Wenn wir uns unserer Seele bewusst sind,
nehmen wir das innere Wesen wahr, das über
unser Ego hinausgeht und die tiefsten
Verbindungen zum Ganzen besitzt.
Diesen tiefsinnigen Spruch hat der indische Dichter und Denker Rabindranat Tagore geschaffen. Kannst du seine Bedeutung erahnen und erkennen?“
Ich nickte eifrig. Aber konnte ich das wirklich?
Gurudschi machte eine Pause. Er wirkte tief in sich versunken, aber auf einmal strahlte er mich wieder an.
„Vielleicht ist das alles ein wenig zu viel für dich, meine liebe Tara.“
„Nein, nein“, widersprach ich erschrocken. Ich wollte hier bleiben und eintauchen in diese neue Welt.
„So warst du schon als kleines Mädchen, Tara. Schon immer neigtest du zu Übertreibungen, egal, ob bei der Arbeit oder beim Lernen. Deine Mutter hatte immer ihre liebe Mühe, dich von dem, womit du gerade beschäftigt warst, loszureißen.“
Ja, das stimmte. Aber woher wusste Gurudschi nun auch noch Dinge aus meiner Kindheit?
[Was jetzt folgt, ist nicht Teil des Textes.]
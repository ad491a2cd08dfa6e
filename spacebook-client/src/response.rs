use reqwest::StatusCode;
use serde::{Deserialize, Serialize};

#[derive(Debug, Clone, Copy, PartialEq, Eq, Serialize, Deserialize)]
/// Класс неуспешного ответа сервера.
pub enum FailureKind {
    /// 401: токен сессии отсутствует или истёк.
    Unauthorized,
    /// 403: запрос корректен, но запрещён бизнес-правилами.
    Forbidden,
    /// 404: сущность не найдена.
    NotFound,
    /// 400 без флага уточнения.
    BadRequest,
    /// 400 с флагом уточнения (например, пост уже лайкнут).
    Conflict,
    /// 500.
    Server,
    /// Любой код, не описанный для операции.
    Unexpected,
}

impl FailureKind {
    /// Требуется повторная аутентификация.
    pub fn requires_reauth(self) -> bool {
        matches!(self, Self::Unauthorized)
    }
}

#[derive(Debug, Clone, PartialEq, Eq, Serialize, Deserialize)]
/// Единый результат одного сетевого вызова.
///
/// `ok == true` означает, что `body` имеет документированную для операции
/// форму (или отсутствует, если операция тела не возвращает).
/// `ok == false` означает, что `body` пуст или несёт узкий флаг уточнения.
pub struct ApiResponse<T> {
    /// Признак успеха.
    pub ok: bool,
    /// Сообщение для пользователя.
    pub message: String,
    /// Тело ответа.
    pub body: Option<T>,
    /// Класс ошибки, если `ok == false`.
    pub failure: Option<FailureKind>,
}

impl<T> ApiResponse<T> {
    /// Успешный ответ с телом.
    pub fn success(message: impl Into<String>, body: T) -> Self {
        Self {
            ok: true,
            message: message.into(),
            body: Some(body),
            failure: None,
        }
    }

    /// Успешный ответ без тела.
    pub fn success_empty(message: impl Into<String>) -> Self {
        Self {
            ok: true,
            message: message.into(),
            body: None,
            failure: None,
        }
    }

    /// Неуспешный ответ без тела.
    pub fn failure(kind: FailureKind, message: impl Into<String>) -> Self {
        Self {
            ok: false,
            message: message.into(),
            body: None,
            failure: Some(kind),
        }
    }

    /// Подменяет тело ответа, сохраняя признак успеха и сообщение.
    pub fn with_body(mut self, body: T) -> Self {
        self.body = Some(body);
        self
    }

    /// Преобразует тело ответа.
    pub fn map<U>(self, f: impl FnOnce(T) -> U) -> ApiResponse<U> {
        ApiResponse {
            ok: self.ok,
            message: self.message,
            body: self.body.map(f),
            failure: self.failure,
        }
    }

    /// Отбрасывает тело, оставляя признак успеха и сообщение.
    pub fn discard_body<U>(self) -> ApiResponse<U> {
        ApiResponse {
            ok: self.ok,
            message: self.message,
            body: None,
            failure: self.failure,
        }
    }

    /// Ответ требует повторной аутентификации.
    pub fn is_unauthorized(&self) -> bool {
        self.failure.is_some_and(FailureKind::requires_reauth)
    }
}

/// Таблица статусов одной операции REST API.
///
/// Один и тот же код означает разное на разных эндпоинтах (403 на ленте
/// постов - "не друг", 403 на лайке - "нельзя лайкать"), поэтому разбор
/// статуса всегда идёт по таблице конкретной операции.
#[derive(Debug, Clone, Copy)]
pub(crate) struct EndpointRules {
    pub(crate) name: &'static str,
    pub(crate) success: StatusCode,
    pub(crate) success_message: &'static str,
    pub(crate) failures: &'static [(StatusCode, FailureKind, &'static str)],
}

const UNEXPECTED_MESSAGE: &str = "something went wrong.";

#[derive(Debug, Clone, Copy, PartialEq, Eq)]
pub(crate) enum Classified {
    Success(&'static str),
    Failure(FailureKind, &'static str),
}

impl EndpointRules {
    pub(crate) fn classify(&self, status: StatusCode) -> Classified {
        if status == self.success {
            return Classified::Success(self.success_message);
        }

        self.failures
            .iter()
            .find(|(code, _, _)| *code == status)
            .map(|(_, kind, message)| Classified::Failure(*kind, message))
            .unwrap_or(Classified::Failure(
                FailureKind::Unexpected,
                UNEXPECTED_MESSAGE,
            ))
    }
}

pub(crate) mod rules {
    use reqwest::StatusCode;

    use super::EndpointRules;
    use super::FailureKind::{BadRequest, Conflict, Forbidden, NotFound, Server, Unauthorized};

    const NOT_AUTHORISED: &str = "not authorised to perform this action.";
    const SERVER_ERROR: &str = "the server failed to handle this request.";

    pub(crate) const LOGIN: EndpointRules = EndpointRules {
        name: "login",
        success: StatusCode::OK,
        success_message: "successful login.",
        failures: &[
            (StatusCode::BAD_REQUEST, BadRequest, "invalid email or password."),
            (StatusCode::INTERNAL_SERVER_ERROR, Server, SERVER_ERROR),
        ],
    };

    pub(crate) const SIGNUP: EndpointRules = EndpointRules {
        name: "signup",
        success: StatusCode::CREATED,
        success_message: "successful signup.",
        failures: &[
            (StatusCode::BAD_REQUEST, BadRequest, "invalid registration details."),
            (StatusCode::INTERNAL_SERVER_ERROR, Server, SERVER_ERROR),
        ],
    };

    pub(crate) const LOGOUT: EndpointRules = EndpointRules {
        name: "logout",
        success: StatusCode::OK,
        success_message: "successful logout.",
        failures: &[
            (StatusCode::UNAUTHORIZED, Unauthorized, NOT_AUTHORISED),
            (StatusCode::INTERNAL_SERVER_ERROR, Server, SERVER_ERROR),
        ],
    };

    pub(crate) const GET_USER: EndpointRules = EndpointRules {
        name: "get_user",
        success: StatusCode::OK,
        success_message: "got user data.",
        failures: &[
            (StatusCode::UNAUTHORIZED, Unauthorized, NOT_AUTHORISED),
            (StatusCode::NOT_FOUND, NotFound, "no user data found."),
            (StatusCode::INTERNAL_SERVER_ERROR, Server, SERVER_ERROR),
        ],
    };

    pub(crate) const UPDATE_USER: EndpointRules = EndpointRules {
        name: "update_user",
        success: StatusCode::OK,
        success_message: "updated user.",
        failures: &[
            (StatusCode::BAD_REQUEST, BadRequest, "invalid data to update user."),
            (StatusCode::UNAUTHORIZED, Unauthorized, NOT_AUTHORISED),
            (StatusCode::FORBIDDEN, Forbidden, "only able to update your own profile."),
            (StatusCode::NOT_FOUND, NotFound, "no user data found."),
            (StatusCode::INTERNAL_SERVER_ERROR, Server, SERVER_ERROR),
        ],
    };

    pub(crate) const GET_PHOTO: EndpointRules = EndpointRules {
        name: "get_profile_photo",
        success: StatusCode::OK,
        success_message: "got user profile picture.",
        failures: &[
            (StatusCode::UNAUTHORIZED, Unauthorized, NOT_AUTHORISED),
            (StatusCode::NOT_FOUND, NotFound, "no user / profile picture found."),
            (StatusCode::INTERNAL_SERVER_ERROR, Server, SERVER_ERROR),
        ],
    };

    pub(crate) const UPLOAD_PHOTO: EndpointRules = EndpointRules {
        name: "upload_profile_photo",
        success: StatusCode::OK,
        success_message: "uploaded profile picture.",
        failures: &[
            (StatusCode::BAD_REQUEST, BadRequest, "invalid data to upload profile picture."),
            (StatusCode::UNAUTHORIZED, Unauthorized, NOT_AUTHORISED),
            (StatusCode::NOT_FOUND, NotFound, "no user / profile picture found."),
            (StatusCode::INTERNAL_SERVER_ERROR, Server, SERVER_ERROR),
        ],
    };

    pub(crate) const GET_POSTS: EndpointRules = EndpointRules {
        name: "get_posts",
        success: StatusCode::OK,
        success_message: "got posts.",
        failures: &[
            (StatusCode::UNAUTHORIZED, Unauthorized, NOT_AUTHORISED),
            (
                StatusCode::FORBIDDEN,
                Forbidden,
                "can only view the posts of yourself or your friends.",
            ),
            (StatusCode::NOT_FOUND, NotFound, "no posts found."),
            (StatusCode::INTERNAL_SERVER_ERROR, Server, SERVER_ERROR),
        ],
    };

    pub(crate) const CREATE_POST: EndpointRules = EndpointRules {
        name: "create_post",
        success: StatusCode::CREATED,
        success_message: "created a post.",
        failures: &[
            (StatusCode::UNAUTHORIZED, Unauthorized, NOT_AUTHORISED),
            (StatusCode::NOT_FOUND, NotFound, "no user data found."),
            (StatusCode::INTERNAL_SERVER_ERROR, Server, SERVER_ERROR),
        ],
    };

    pub(crate) const GET_POST: EndpointRules = EndpointRules {
        name: "get_post",
        success: StatusCode::OK,
        success_message: "got post.",
        failures: &[
            (StatusCode::UNAUTHORIZED, Unauthorized, NOT_AUTHORISED),
            (
                StatusCode::FORBIDDEN,
                Forbidden,
                "can only view the posts of yourself or your friends.",
            ),
            (StatusCode::NOT_FOUND, NotFound, "no post found."),
            (StatusCode::INTERNAL_SERVER_ERROR, Server, SERVER_ERROR),
        ],
    };

    pub(crate) const UPDATE_POST: EndpointRules = EndpointRules {
        name: "update_post",
        success: StatusCode::OK,
        success_message: "updated post.",
        failures: &[
            (StatusCode::BAD_REQUEST, BadRequest, "invalid data to update post."),
            (StatusCode::UNAUTHORIZED, Unauthorized, NOT_AUTHORISED),
            (StatusCode::FORBIDDEN, Forbidden, "you can only update your own posts."),
            (StatusCode::NOT_FOUND, NotFound, "no post found."),
            (StatusCode::INTERNAL_SERVER_ERROR, Server, SERVER_ERROR),
        ],
    };

    pub(crate) const DELETE_POST: EndpointRules = EndpointRules {
        name: "delete_post",
        success: StatusCode::OK,
        success_message: "deleted post.",
        failures: &[
            (StatusCode::UNAUTHORIZED, Unauthorized, NOT_AUTHORISED),
            (StatusCode::FORBIDDEN, Forbidden, "you can only delete your own posts."),
            (StatusCode::NOT_FOUND, NotFound, "no post found."),
            (StatusCode::INTERNAL_SERVER_ERROR, Server, SERVER_ERROR),
        ],
    };

    pub(crate) const LIKE_POST: EndpointRules = EndpointRules {
        name: "like_post",
        success: StatusCode::OK,
        success_message: "liked post.",
        failures: &[
            (StatusCode::BAD_REQUEST, Conflict, "this post has already been liked."),
            (StatusCode::UNAUTHORIZED, Unauthorized, NOT_AUTHORISED),
            (StatusCode::FORBIDDEN, Forbidden, "can only like friends posts."),
            (StatusCode::NOT_FOUND, NotFound, "no post found."),
            (StatusCode::INTERNAL_SERVER_ERROR, Server, SERVER_ERROR),
        ],
    };

    pub(crate) const UNLIKE_POST: EndpointRules = EndpointRules {
        name: "unlike_post",
        success: StatusCode::OK,
        success_message: "unliked post.",
        failures: &[
            (StatusCode::BAD_REQUEST, Conflict, "this post has already been unliked."),
            (StatusCode::UNAUTHORIZED, Unauthorized, NOT_AUTHORISED),
            (StatusCode::FORBIDDEN, Forbidden, "can only unlike friends posts."),
            (StatusCode::NOT_FOUND, NotFound, "no post found."),
            (StatusCode::INTERNAL_SERVER_ERROR, Server, SERVER_ERROR),
        ],
    };

    pub(crate) const GET_FRIENDS: EndpointRules = EndpointRules {
        name: "get_friends",
        success: StatusCode::OK,
        success_message: "got friends.",
        failures: &[
            (StatusCode::UNAUTHORIZED, Unauthorized, NOT_AUTHORISED),
            (
                StatusCode::FORBIDDEN,
                Forbidden,
                "can only view friends of yourself or friends.",
            ),
            (StatusCode::NOT_FOUND, NotFound, "no user / friends found."),
            (StatusCode::INTERNAL_SERVER_ERROR, Server, SERVER_ERROR),
        ],
    };

    pub(crate) const ADD_FRIEND: EndpointRules = EndpointRules {
        name: "add_friend",
        success: StatusCode::CREATED,
        success_message: "sent friend request.",
        failures: &[
            (StatusCode::UNAUTHORIZED, Unauthorized, NOT_AUTHORISED),
            (StatusCode::FORBIDDEN, Forbidden, "user is already added as a friend."),
            (StatusCode::NOT_FOUND, NotFound, "no user found."),
            (StatusCode::INTERNAL_SERVER_ERROR, Server, SERVER_ERROR),
        ],
    };

    pub(crate) const GET_FRIEND_REQUESTS: EndpointRules = EndpointRules {
        name: "get_friend_requests",
        success: StatusCode::OK,
        success_message: "got friend requests.",
        failures: &[
            (StatusCode::UNAUTHORIZED, Unauthorized, NOT_AUTHORISED),
            (StatusCode::INTERNAL_SERVER_ERROR, Server, SERVER_ERROR),
        ],
    };

    pub(crate) const ACCEPT_FRIEND_REQUEST: EndpointRules = EndpointRules {
        name: "accept_friend_request",
        success: StatusCode::OK,
        success_message: "accepted friend request.",
        failures: &[
            (StatusCode::UNAUTHORIZED, Unauthorized, NOT_AUTHORISED),
            (StatusCode::NOT_FOUND, NotFound, "user not found."),
            (StatusCode::INTERNAL_SERVER_ERROR, Server, SERVER_ERROR),
        ],
    };

    pub(crate) const DECLINE_FRIEND_REQUEST: EndpointRules = EndpointRules {
        name: "decline_friend_request",
        success: StatusCode::OK,
        success_message: "declined friend request.",
        failures: &[
            (StatusCode::UNAUTHORIZED, Unauthorized, NOT_AUTHORISED),
            (StatusCode::NOT_FOUND, NotFound, "user not found."),
            (StatusCode::INTERNAL_SERVER_ERROR, Server, SERVER_ERROR),
        ],
    };

    pub(crate) const SEARCH_USERS: EndpointRules = EndpointRules {
        name: "search_users",
        success: StatusCode::OK,
        success_message: "got results.",
        failures: &[
            (StatusCode::BAD_REQUEST, BadRequest, "invalid data to perform search."),
            (StatusCode::UNAUTHORIZED, Unauthorized, NOT_AUTHORISED),
            (StatusCode::INTERNAL_SERVER_ERROR, Server, SERVER_ERROR),
        ],
    };
}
Statt wie sonst auf meine Gedanken zu antworten, lächelte er mich nur geheimnisvoll an. Ich wollte ihn gerade danach fragen, als er sagte: „Später, Tara! Später.“
„Nun weihe ich dich erst einmal in die Geheimnisse der Stille und der Ruhe ein.
Das Wichtigste, was du lernen musst, ist, nicht ständig die Geschwindigkeit deines Lebens zu erhöhen.
Der erste Schritt dahin ist zu lernen, in die Stille und in die Ruhe zu gehen. Denn diese beiden sind deine Eintrittskarten in dein herrliches und glückliches Leben.“
Gurudschi reichte mir einen Zettel mit einem Spruch:
Stille ist ein großer Segen,
sie reinigt das Gehirn, gibt ihm Vitalität.
Und diese Stille erzeugt große Energie,
nicht nur Energie des Denkens oder die Energie
von Maschinen, sondern unverdorbene Energie,
die unermessliche Kräfte und Fähigkeiten hat.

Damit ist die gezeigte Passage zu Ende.